* _Problem description_
Each line of the data below that holds the word "slice" is to be reported in full.

━━━ Records for the exercise

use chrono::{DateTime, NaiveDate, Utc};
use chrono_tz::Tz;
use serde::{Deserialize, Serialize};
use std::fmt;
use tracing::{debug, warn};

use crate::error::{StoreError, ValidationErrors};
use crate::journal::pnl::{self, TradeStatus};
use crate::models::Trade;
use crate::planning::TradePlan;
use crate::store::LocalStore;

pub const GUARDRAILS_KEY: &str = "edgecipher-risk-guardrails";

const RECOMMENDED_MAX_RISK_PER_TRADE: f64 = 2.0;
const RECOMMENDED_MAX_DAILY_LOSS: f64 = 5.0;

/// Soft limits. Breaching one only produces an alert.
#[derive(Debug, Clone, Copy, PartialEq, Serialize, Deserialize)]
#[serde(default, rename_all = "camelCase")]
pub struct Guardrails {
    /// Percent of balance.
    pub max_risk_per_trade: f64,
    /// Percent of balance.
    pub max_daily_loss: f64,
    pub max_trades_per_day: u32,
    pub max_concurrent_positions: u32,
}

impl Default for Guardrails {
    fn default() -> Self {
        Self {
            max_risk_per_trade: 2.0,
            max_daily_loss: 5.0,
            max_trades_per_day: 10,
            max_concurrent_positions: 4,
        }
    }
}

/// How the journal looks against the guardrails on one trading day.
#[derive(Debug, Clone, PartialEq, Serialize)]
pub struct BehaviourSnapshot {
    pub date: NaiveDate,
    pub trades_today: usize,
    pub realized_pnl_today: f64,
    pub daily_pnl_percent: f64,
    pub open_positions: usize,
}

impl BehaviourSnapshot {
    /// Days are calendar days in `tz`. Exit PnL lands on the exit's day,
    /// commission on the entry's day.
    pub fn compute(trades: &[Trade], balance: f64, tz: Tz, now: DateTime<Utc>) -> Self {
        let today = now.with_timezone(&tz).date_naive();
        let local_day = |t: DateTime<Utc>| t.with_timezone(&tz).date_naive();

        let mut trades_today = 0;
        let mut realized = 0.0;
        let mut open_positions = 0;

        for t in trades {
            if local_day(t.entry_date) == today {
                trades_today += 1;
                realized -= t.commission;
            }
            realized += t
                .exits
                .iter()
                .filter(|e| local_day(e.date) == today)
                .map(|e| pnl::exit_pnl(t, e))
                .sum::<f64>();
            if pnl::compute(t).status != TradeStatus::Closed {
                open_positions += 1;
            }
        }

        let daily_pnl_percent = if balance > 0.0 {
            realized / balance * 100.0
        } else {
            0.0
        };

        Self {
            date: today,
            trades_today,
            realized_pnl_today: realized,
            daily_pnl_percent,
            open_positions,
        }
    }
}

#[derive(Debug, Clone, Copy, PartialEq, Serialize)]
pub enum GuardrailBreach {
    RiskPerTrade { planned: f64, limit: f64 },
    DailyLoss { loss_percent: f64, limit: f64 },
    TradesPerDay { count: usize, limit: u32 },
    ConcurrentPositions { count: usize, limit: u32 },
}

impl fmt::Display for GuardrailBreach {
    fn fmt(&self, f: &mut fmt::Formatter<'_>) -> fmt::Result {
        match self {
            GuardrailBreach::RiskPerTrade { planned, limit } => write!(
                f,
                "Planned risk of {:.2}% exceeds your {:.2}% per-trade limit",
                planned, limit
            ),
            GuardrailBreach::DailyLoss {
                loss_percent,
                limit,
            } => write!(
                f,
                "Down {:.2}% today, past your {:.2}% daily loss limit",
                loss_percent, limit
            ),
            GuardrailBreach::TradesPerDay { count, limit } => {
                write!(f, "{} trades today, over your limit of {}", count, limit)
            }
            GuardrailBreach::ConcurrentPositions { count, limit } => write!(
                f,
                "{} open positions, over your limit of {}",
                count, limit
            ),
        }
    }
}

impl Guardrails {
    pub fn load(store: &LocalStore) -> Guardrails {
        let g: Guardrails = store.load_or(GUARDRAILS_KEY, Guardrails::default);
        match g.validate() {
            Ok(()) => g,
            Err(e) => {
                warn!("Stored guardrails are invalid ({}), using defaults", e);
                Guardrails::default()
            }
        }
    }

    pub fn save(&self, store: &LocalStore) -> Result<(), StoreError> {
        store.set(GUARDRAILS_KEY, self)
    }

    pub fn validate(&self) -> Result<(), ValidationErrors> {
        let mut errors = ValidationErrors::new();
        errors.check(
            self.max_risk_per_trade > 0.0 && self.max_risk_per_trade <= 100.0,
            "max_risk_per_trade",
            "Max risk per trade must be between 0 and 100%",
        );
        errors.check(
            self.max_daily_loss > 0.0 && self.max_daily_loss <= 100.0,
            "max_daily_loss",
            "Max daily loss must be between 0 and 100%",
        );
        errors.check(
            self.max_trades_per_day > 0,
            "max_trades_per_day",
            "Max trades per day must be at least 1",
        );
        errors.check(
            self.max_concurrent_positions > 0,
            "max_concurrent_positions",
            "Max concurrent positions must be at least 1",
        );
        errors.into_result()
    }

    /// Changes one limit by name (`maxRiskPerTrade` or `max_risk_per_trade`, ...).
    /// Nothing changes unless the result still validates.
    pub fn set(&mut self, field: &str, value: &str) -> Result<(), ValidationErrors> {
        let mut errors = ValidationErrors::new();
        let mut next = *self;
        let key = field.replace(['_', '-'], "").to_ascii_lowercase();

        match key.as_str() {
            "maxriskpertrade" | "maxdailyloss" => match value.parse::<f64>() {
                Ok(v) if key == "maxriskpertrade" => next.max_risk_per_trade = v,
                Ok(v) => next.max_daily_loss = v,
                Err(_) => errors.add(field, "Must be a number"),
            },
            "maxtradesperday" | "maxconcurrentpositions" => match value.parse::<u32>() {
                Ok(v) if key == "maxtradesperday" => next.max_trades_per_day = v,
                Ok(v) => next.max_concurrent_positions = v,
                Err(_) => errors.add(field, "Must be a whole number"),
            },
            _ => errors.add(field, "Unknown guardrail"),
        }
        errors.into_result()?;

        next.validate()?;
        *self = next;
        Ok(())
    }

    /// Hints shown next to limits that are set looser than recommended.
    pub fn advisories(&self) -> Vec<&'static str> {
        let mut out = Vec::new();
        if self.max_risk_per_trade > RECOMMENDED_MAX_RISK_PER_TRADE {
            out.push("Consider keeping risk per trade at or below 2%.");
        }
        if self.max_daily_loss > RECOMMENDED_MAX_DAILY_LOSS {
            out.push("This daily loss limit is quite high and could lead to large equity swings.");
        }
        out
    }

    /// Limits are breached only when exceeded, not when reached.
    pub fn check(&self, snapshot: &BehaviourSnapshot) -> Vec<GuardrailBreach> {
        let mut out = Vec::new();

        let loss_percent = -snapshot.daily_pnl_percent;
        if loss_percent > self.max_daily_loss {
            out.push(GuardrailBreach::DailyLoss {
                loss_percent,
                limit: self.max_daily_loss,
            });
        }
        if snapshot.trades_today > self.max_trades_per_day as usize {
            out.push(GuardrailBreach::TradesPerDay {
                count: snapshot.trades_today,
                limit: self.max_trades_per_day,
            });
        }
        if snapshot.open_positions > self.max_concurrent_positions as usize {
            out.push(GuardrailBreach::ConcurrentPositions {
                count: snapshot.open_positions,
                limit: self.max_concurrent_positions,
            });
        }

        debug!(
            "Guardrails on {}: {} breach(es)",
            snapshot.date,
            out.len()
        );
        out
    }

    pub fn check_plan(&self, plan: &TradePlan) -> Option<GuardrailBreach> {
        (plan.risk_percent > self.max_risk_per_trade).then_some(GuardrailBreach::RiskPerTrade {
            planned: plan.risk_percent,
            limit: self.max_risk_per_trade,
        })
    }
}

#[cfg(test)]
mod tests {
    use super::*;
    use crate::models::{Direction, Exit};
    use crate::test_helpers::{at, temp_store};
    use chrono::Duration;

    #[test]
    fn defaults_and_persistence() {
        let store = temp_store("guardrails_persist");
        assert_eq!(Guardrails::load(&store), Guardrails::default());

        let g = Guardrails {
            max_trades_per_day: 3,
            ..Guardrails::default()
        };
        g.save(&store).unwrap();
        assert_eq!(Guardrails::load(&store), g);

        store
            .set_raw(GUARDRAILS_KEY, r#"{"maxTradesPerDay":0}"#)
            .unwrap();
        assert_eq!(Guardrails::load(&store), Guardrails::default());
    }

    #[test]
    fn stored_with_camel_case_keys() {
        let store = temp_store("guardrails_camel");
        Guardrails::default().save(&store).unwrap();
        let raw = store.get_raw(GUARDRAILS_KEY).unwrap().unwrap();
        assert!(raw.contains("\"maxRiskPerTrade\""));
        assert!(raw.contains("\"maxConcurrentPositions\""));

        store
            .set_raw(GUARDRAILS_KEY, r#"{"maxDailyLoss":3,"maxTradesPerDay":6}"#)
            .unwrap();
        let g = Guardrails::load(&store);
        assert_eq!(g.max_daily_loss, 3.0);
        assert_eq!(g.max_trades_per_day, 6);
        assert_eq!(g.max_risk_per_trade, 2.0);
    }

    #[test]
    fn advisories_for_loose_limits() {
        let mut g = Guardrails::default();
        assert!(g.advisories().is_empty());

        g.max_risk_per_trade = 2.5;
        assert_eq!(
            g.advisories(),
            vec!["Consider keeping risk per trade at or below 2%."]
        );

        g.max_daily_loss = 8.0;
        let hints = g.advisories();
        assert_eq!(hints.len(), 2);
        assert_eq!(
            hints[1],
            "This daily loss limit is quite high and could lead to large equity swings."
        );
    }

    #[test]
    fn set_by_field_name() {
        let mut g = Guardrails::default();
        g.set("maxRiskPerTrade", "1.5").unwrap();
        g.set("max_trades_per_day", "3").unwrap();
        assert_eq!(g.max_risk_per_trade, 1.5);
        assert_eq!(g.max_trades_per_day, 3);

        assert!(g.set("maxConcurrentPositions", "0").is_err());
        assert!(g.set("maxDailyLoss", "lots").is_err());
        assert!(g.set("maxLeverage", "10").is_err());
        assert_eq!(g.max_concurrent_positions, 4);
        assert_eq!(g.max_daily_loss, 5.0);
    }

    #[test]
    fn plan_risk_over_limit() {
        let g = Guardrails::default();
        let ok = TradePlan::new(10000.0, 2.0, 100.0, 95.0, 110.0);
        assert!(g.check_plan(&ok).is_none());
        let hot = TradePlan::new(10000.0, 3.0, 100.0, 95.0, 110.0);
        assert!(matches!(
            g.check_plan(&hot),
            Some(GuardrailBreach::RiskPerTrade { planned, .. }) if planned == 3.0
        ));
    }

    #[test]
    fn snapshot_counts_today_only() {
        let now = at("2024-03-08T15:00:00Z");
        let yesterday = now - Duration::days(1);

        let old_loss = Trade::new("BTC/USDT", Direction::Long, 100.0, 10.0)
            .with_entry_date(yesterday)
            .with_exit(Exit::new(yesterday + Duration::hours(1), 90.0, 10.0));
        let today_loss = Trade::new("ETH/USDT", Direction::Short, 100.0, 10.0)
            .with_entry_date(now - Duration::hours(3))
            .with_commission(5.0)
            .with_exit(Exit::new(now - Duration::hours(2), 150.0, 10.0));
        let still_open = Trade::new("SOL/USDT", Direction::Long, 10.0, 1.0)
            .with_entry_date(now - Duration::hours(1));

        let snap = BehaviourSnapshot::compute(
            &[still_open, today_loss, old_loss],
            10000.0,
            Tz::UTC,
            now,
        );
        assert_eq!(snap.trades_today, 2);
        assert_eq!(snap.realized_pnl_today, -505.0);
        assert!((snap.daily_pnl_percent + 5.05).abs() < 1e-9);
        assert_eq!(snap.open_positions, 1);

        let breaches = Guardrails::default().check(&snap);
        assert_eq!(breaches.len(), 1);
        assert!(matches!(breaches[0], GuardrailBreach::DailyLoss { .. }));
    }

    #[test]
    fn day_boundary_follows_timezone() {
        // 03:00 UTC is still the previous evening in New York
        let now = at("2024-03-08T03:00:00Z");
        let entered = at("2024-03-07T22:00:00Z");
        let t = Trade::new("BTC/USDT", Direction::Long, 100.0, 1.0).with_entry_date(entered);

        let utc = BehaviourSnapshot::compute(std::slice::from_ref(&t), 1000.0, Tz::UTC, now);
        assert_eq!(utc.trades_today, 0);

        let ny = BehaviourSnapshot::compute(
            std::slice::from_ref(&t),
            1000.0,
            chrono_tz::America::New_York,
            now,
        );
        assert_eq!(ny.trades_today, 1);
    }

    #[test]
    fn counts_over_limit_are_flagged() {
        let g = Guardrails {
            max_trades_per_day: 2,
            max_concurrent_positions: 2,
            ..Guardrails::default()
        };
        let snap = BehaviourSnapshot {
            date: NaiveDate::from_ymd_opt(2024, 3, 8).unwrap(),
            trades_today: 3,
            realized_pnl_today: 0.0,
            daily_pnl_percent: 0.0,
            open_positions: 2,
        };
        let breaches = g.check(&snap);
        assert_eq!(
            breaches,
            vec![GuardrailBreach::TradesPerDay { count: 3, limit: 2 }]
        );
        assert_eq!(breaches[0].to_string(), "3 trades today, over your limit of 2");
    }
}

━━━━━━

* _Response area_
        let utc = BehaviourSnapshot::compute(std::slice::from_ref(&t), 1000.0, Tz::UTC, now);
            std::slice::from_ref(&t),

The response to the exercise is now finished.